Segundo a Associação
Internacional para o Estudo da Dor (IASP), condições como enxaquecas afetam
desproporcionalmente as mulheres, mas permanecem subvalorizadas no
financiamento de pesquisas.
O
relatório de 2022 da Fundação Gates destaca que, apesar do impacto
significativo de condições como endometriose e menopausa, os avanços em
medicamentos e tecnologias voltadas para a saúde feminina são muito mais lentos
do que em outras áreas da medicina.
Essa negligência histórica reforça a
necessidade de maior investimento em pesquisa e desenvolvimento.
Especialistas
ouvidos pela The Lancet apontam que a solução passa por aumentar o
financiamento em saúde feminina, não apenas no campo da pesquisa, mas também na
formulação de políticas públicas que priorizem as mulheres.
Parcerias entre
governos, instituições acadêmicas e o setor privado são vistas como
fundamentais para promover avanços concretos, tanto no acesso quanto na
inovação.
O
programa global de vacinação contra o HPV, promovido pela OMS e outras
instituições, é um exemplo de sucesso. Segundo dados da International Agency
for Research on Cancer (IARC), esses programas reduziram significativamente a
incidência de câncer cervical em diversos países. Esse modelo de prevenção e
intervenção pode ser replicado em outras áreas da saúde feminina para alcançar
resultados semelhantes.
Além
disso, a UN Women reforça a importância da coleta de dados detalhados, com
recorte por gênero, idade e localização, como uma prioridade para o
desenvolvimento de estratégias de saúde mais personalizadas.
Sem essa base de
informações, lacunas importantes permanecem ocultas, perpetuando ciclos de
desigualdade e negligência.
A
Fundação Gates e a OMS também enfatizam o impacto econômico positivo de
investir na saúde feminina.

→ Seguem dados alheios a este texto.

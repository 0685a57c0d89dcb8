//! 2D textures and sampling.
//!
//! Texels are stored as packed ARGB words with row 0 at the **bottom** of the
//! image, so `v = 0` samples the bottom row the same way a GL texture does
//! once the decoded image has been flipped.

use std::path::Path;

use log::debug;

use crate::colors::{self, MAGENTA};
use crate::error::{Error, Result};
use crate::math::{Vec2, Vec3};

/// What happens to texture coordinates outside `[0, 1]`.
#[derive(Clone, Copy, Debug, Default, PartialEq, Eq)]
pub enum WrapMode {
    #[default]
    Repeat,
    MirroredRepeat,
    ClampToEdge,
    /// Out-of-range texels take [`BORDER_COLOR`].
    ClampToBorder,
}

impl WrapMode {
    /// Maps an integer texel coordinate into `0..size`, or `None` for border.
    #[inline]
    fn resolve(self, i: i64, size: i64) -> Option<i64> {
        match self {
            WrapMode::Repeat => Some(i.rem_euclid(size)),
            WrapMode::MirroredRepeat => {
                let m = i.rem_euclid(2 * size);
                Some(if m >= size { 2 * size - 1 - m } else { m })
            }
            WrapMode::ClampToEdge => Some(i.clamp(0, size - 1)),
            WrapMode::ClampToBorder => (0..size).contains(&i).then_some(i),
        }
    }
}

#[derive(Clone, Copy, Debug, Default, PartialEq, Eq)]
pub enum Filter {
    Nearest,
    #[default]
    Linear,
}

#[derive(Clone, Copy, Debug, Default, PartialEq, Eq)]
pub struct Sampler {
    pub wrap: WrapMode,
    pub filter: Filter,
}

pub const BORDER_COLOR: u32 = MAGENTA;

#[derive(Clone, Debug)]
pub struct Texture {
    data: Vec<u32>,
    width: u32,
    height: u32,
    sampler: Sampler,
}

impl Texture {
    /// Decodes an RGB or RGBA image file.
    pub fn from_file<P: AsRef<Path>>(path: P) -> Result<Self> {
        let path = path.as_ref();
        let img = image::open(path).map_err(|source| Error::Texture {
            path: path.to_path_buf(),
            source,
        })?;

        let channels = img.color().channel_count();
        if channels != 3 && channels != 4 {
            return Err(Error::UnsupportedChannels {
                path: path.to_path_buf(),
                channels,
            });
        }

        let mut rgba = img.to_rgba8();
        // Image rows run top to bottom; texture rows start at the bottom.
        image::imageops::flip_vertical_in_place(&mut rgba);
        let (width, height) = rgba.dimensions();
        debug!(
            "loaded texture {} ({width}x{height}, {channels} channels)",
            path.display()
        );

        let data = rgba
            .pixels()
            .map(|p| {
                let [r, g, b, a] = p.0;
                ((a as u32) << 24) | ((r as u32) << 16) | ((g as u32) << 8) | (b as u32)
            })
            .collect();

        Ok(Self {
            data,
            width,
            height,
            sampler: Sampler::default(),
        })
    }

    /// Wraps already packed ARGB texels, bottom row first.
    pub fn from_argb(width: u32, height: u32, data: Vec<u32>) -> Result<Self> {
        if width == 0 || height == 0 || data.len() != (width as usize) * (height as usize) {
            return Err(Error::TextureSize {
                width,
                height,
                actual: data.len(),
            });
        }
        Ok(Self {
            data,
            width,
            height,
            sampler: Sampler::default(),
        })
    }

    /// Builds a texture from tightly packed RGBA bytes, bottom row first.
    pub fn from_rgba(width: u32, height: u32, bytes: &[u8]) -> Result<Self> {
        if bytes.len() % 4 != 0 {
            return Err(Error::TextureSize {
                width,
                height,
                actual: bytes.len() / 4,
            });
        }
        let data = bytes
            .chunks_exact(4)
            .map(|p| ((p[3] as u32) << 24) | ((p[0] as u32) << 16) | ((p[1] as u32) << 8) | (p[2] as u32))
            .collect();
        Self::from_argb(width, height, data)
    }

    /// Single-texel texture, handy as a fallback and in tests.
    pub fn solid(color: u32) -> Self {
        Self {
            data: vec![color],
            width: 1,
            height: 1,
            sampler: Sampler::default(),
        }
    }

    pub fn width(&self) -> u32 {
        self.width
    }

    pub fn height(&self) -> u32 {
        self.height
    }

    pub fn sampler(&self) -> Sampler {
        self.sampler
    }

    pub fn set_sampler(&mut self, sampler: Sampler) {
        self.sampler = sampler;
    }

    pub fn set_wrap(&mut self, wrap: WrapMode) {
        self.sampler.wrap = wrap;
    }

    #[inline]
    fn texel(&self, x: i64, y: i64) -> u32 {
        let wrap = self.sampler.wrap;
        match (
            wrap.resolve(x, self.width as i64),
            wrap.resolve(y, self.height as i64),
        ) {
            (Some(x), Some(y)) => self.data[y as usize * self.width as usize + x as usize],
            _ => BORDER_COLOR,
        }
    }

    /// Samples the texture at `uv` with the texture's current sampler.
    #[inline]
    pub fn sample(&self, uv: Vec2) -> u32 {
        let x = uv.x * self.width as f32;
        let y = uv.y * self.height as f32;

        match self.sampler.filter {
            Filter::Nearest => self.texel(x.floor() as i64, y.floor() as i64),
            Filter::Linear => {
                // Texel centres sit at half-integer coordinates.
                let x = x - 0.5;
                let y = y - 0.5;
                let (x0, y0) = (x.floor(), y.floor());
                let (fx, fy) = (x - x0, y - y0);
                let (x0, y0) = (x0 as i64, y0 as i64);

                // Non-finite coordinates saturate in the casts above.
                let (x1, y1) = (x0.saturating_add(1), y0.saturating_add(1));
                let row0 = lerp_channels(self.texel(x0, y0), self.texel(x1, y0), fx);
                let row1 = lerp_channels(self.texel(x0, y1), self.texel(x1, y1), fx);
                lerp_to_argb(row0, row1, fy)
            }
        }
    }

    /// Samples and unpacks to `[0, 1]` RGB.
    #[inline]
    pub fn sample_rgb(&self, uv: Vec2) -> Vec3 {
        colors::unpack_rgb(self.sample(uv))
    }
}

#[inline]
fn channels(c: u32) -> [f32; 4] {
    [
        ((c >> 24) & 0xFF) as f32,
        ((c >> 16) & 0xFF) as f32,
        ((c >> 8) & 0xFF) as f32,
        (c & 0xFF) as f32,
    ]
}

#[inline]
fn lerp_channels(a: u32, b: u32, t: f32) -> [f32; 4] {
    let (a, b) = (channels(a), channels(b));
    std::array::from_fn(|i| a[i] + (b[i] - a[i]) * t)
}

#[inline]
fn lerp_to_argb(a: [f32; 4], b: [f32; 4], t: f32) -> u32 {
    let c: [u32; 4] = std::array::from_fn(|i| (a[i] + (b[i] - a[i]) * t).round().clamp(0.0, 255.0) as u32);
    (c[0] << 24) | (c[1] << 16) | (c[2] << 8) | c[3]
}

#[cfg(test)]
mod tests {
    use super::*;

    const RED: u32 = 0xFFFF0000;
    const BLUE: u32 = 0xFF0000FF;

    /// 2x1 texture: red on the left, blue on the right.
    fn red_blue() -> Texture {
        Texture::from_argb(2, 1, vec![RED, BLUE]).unwrap()
    }

    fn nearest(mut tex: Texture, wrap: WrapMode) -> Texture {
        tex.set_sampler(Sampler {
            wrap,
            filter: Filter::Nearest,
        });
        tex
    }

    #[test]
    fn nearest_picks_the_covering_texel() {
        let tex = nearest(red_blue(), WrapMode::Repeat);
        assert_eq!(tex.sample(Vec2::new(0.25, 0.5)), RED);
        assert_eq!(tex.sample(Vec2::new(0.75, 0.5)), BLUE);
    }

    #[test]
    fn repeat_wraps_coordinates() {
        let tex = nearest(red_blue(), WrapMode::Repeat);
        assert_eq!(tex.sample(Vec2::new(1.25, 0.5)), RED);
        assert_eq!(tex.sample(Vec2::new(-0.25, 0.5)), BLUE);
    }

    #[test]
    fn mirrored_repeat_reflects_every_other_tile() {
        let tex = nearest(red_blue(), WrapMode::MirroredRepeat);
        assert_eq!(tex.sample(Vec2::new(1.25, 0.5)), BLUE);
        assert_eq!(tex.sample(Vec2::new(1.75, 0.5)), RED);
    }

    #[test]
    fn clamp_to_edge_repeats_the_border_texel() {
        let tex = nearest(red_blue(), WrapMode::ClampToEdge);
        assert_eq!(tex.sample(Vec2::new(3.0, 0.5)), BLUE);
        assert_eq!(tex.sample(Vec2::new(-3.0, 0.5)), RED);
    }

    #[test]
    fn clamp_to_border_returns_magenta() {
        let tex = nearest(red_blue(), WrapMode::ClampToBorder);
        assert_eq!(tex.sample(Vec2::new(1.5, 0.5)), BORDER_COLOR);
        assert_eq!(tex.sample(Vec2::new(0.25, 0.5)), RED);
    }

    #[test]
    fn linear_blends_between_texel_centres() {
        let mut tex = red_blue();
        tex.set_wrap(WrapMode::ClampToEdge);
        let mid = colors::unpack_rgb(tex.sample(Vec2::new(0.5, 0.5)));
        assert!((mid.x - 0.5).abs() < 0.01);
        assert!((mid.z - 0.5).abs() < 0.01);
        assert_eq!(tex.sample(Vec2::new(0.25, 0.5)), RED);
    }

    #[test]
    fn v_zero_is_the_bottom_row() {
        // Bottom row red, top row blue.
        let tex = nearest(
            Texture::from_argb(1, 2, vec![RED, BLUE]).unwrap(),
            WrapMode::ClampToEdge,
        );
        assert_eq!(tex.sample(Vec2::new(0.5, 0.1)), RED);
        assert_eq!(tex.sample(Vec2::new(0.5, 0.9)), BLUE);
    }

    #[test]
    fn from_rgba_packs_channels() {
        let tex = Texture::from_rgba(1, 1, &[0x11, 0x22, 0x33, 0x44]).unwrap();
        assert_eq!(tex.sample(Vec2::new(0.5, 0.5)), 0x44112233);
    }

    #[test]
    fn mismatched_size_is_rejected() {
        assert!(matches!(
            Texture::from_argb(2, 2, vec![RED]),
            Err(Error::TextureSize { actual: 1, .. })
        ));
    }

    #[test]
    fn missing_file_reports_path() {
        let err = Texture::from_file("does/not/exist.png").unwrap_err();
        assert!(err.to_string().contains("does/not/exist.png"));
    }

    fn temp_png(name: &str) -> std::path::PathBuf {
        std::env::temp_dir().join(format!("deskscene-{}-{name}.png", std::process::id()))
    }

    #[test]
    fn loaded_images_are_flipped_so_v_zero_is_the_bottom() {
        // Image row 0 (the top) is red, row 1 (the bottom) is blue.
        let path = temp_png("flip");
        let img = image::RgbImage::from_fn(1, 2, |_, y| {
            if y == 0 {
                image::Rgb([255, 0, 0])
            } else {
                image::Rgb([0, 0, 255])
            }
        });
        img.save(&path).unwrap();

        let tex = nearest(Texture::from_file(&path).unwrap(), WrapMode::ClampToEdge);
        std::fs::remove_file(&path).ok();
        assert_eq!((tex.width(), tex.height()), (1, 2));
        assert_eq!(tex.sample(Vec2::new(0.5, 0.1)), BLUE);
        assert_eq!(tex.sample(Vec2::new(0.5, 0.9)), RED);
    }

    #[test]
    fn grayscale_images_are_rejected() {
        let path = temp_png("gray");
        image::GrayImage::from_pixel(2, 2, image::Luma([128])).save(&path).unwrap();

        let result = Texture::from_file(&path);
        std::fs::remove_file(&path).ok();
        assert!(matches!(
            result,
            Err(Error::UnsupportedChannels { channels: 1, .. })
        ));
    }

    #[test]
    fn non_finite_uvs_do_not_panic() {
        let tex = red_blue();
        tex.sample(Vec2::new(f32::INFINITY, 0.5));
        tex.sample(Vec2::new(f32::NAN, f32::NEG_INFINITY));
        let tex = nearest(red_blue(), WrapMode::MirroredRepeat);
        tex.sample(Vec2::new(f32::INFINITY, f32::INFINITY));
    }
}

Reduzir as desigualdades poderia evitar milhões de
mortes, ao mesmo tempo em que geraria economias bilionárias para sistemas de
saúde.
Além disso, melhorias na saúde das mulheres aumentam a produtividade e
promovem o crescimento econômico global, criando um ciclo virtuoso de
desenvolvimento sustentável.
Conforme
destacado em uma pesquisa da Universidade de Oxford, a transformação cultural é
um elemento indispensável para resolver essa lacuna.
Campanhas de
conscientização que abordem estigmas relacionados à saúde feminina e incentivem
as mulheres a buscar atendimento médico são fundamentais para promover mudanças
duradouras.
As
desigualdades apontadas também têm consequências profundas sobre a tarifação de
planos de saúde, especialmente sob a perspectiva atuarial. Segundo o relatório
de 2021 da Sociedade de Atuários dos Estados Unidos (SOA), a ausência de
informações específicas sobre condições que afetam majoritariamente as mulheres
leva a uma tarifação menos precisa e, principalmente, dificultam a atuação e
desenvolvimento de programas eficientes de prevenção.
Além
disso, os altos índices de subdiagnósticos, como doenças cardiovasculares e
endometriose, aumentam as incertezas na análise de risco atuarial, exigindo
margens de segurança mais conservadoras, o que encarece os valores finais
calculados.
De acordo com o relatório de 2022 da OMS, os custos para tratar
condições em estágios avançados podem ser até cinco vezes maiores do que os
custos de prevenção.
Investir
na saúde das mulheres é mais do que uma questão de equidade; é uma oportunidade
de construir um futuro mais saudável, justo e próspero para todos.
As
evidências mostram que, com financiamento adequado, estratégias bem
estruturadas e parcerias globais, avanços significativos podem ser alcançados.
O compromisso de priorizar a saúde feminina é, portanto, essencial para
garantir um progresso sustentável e equitativo no século XXI.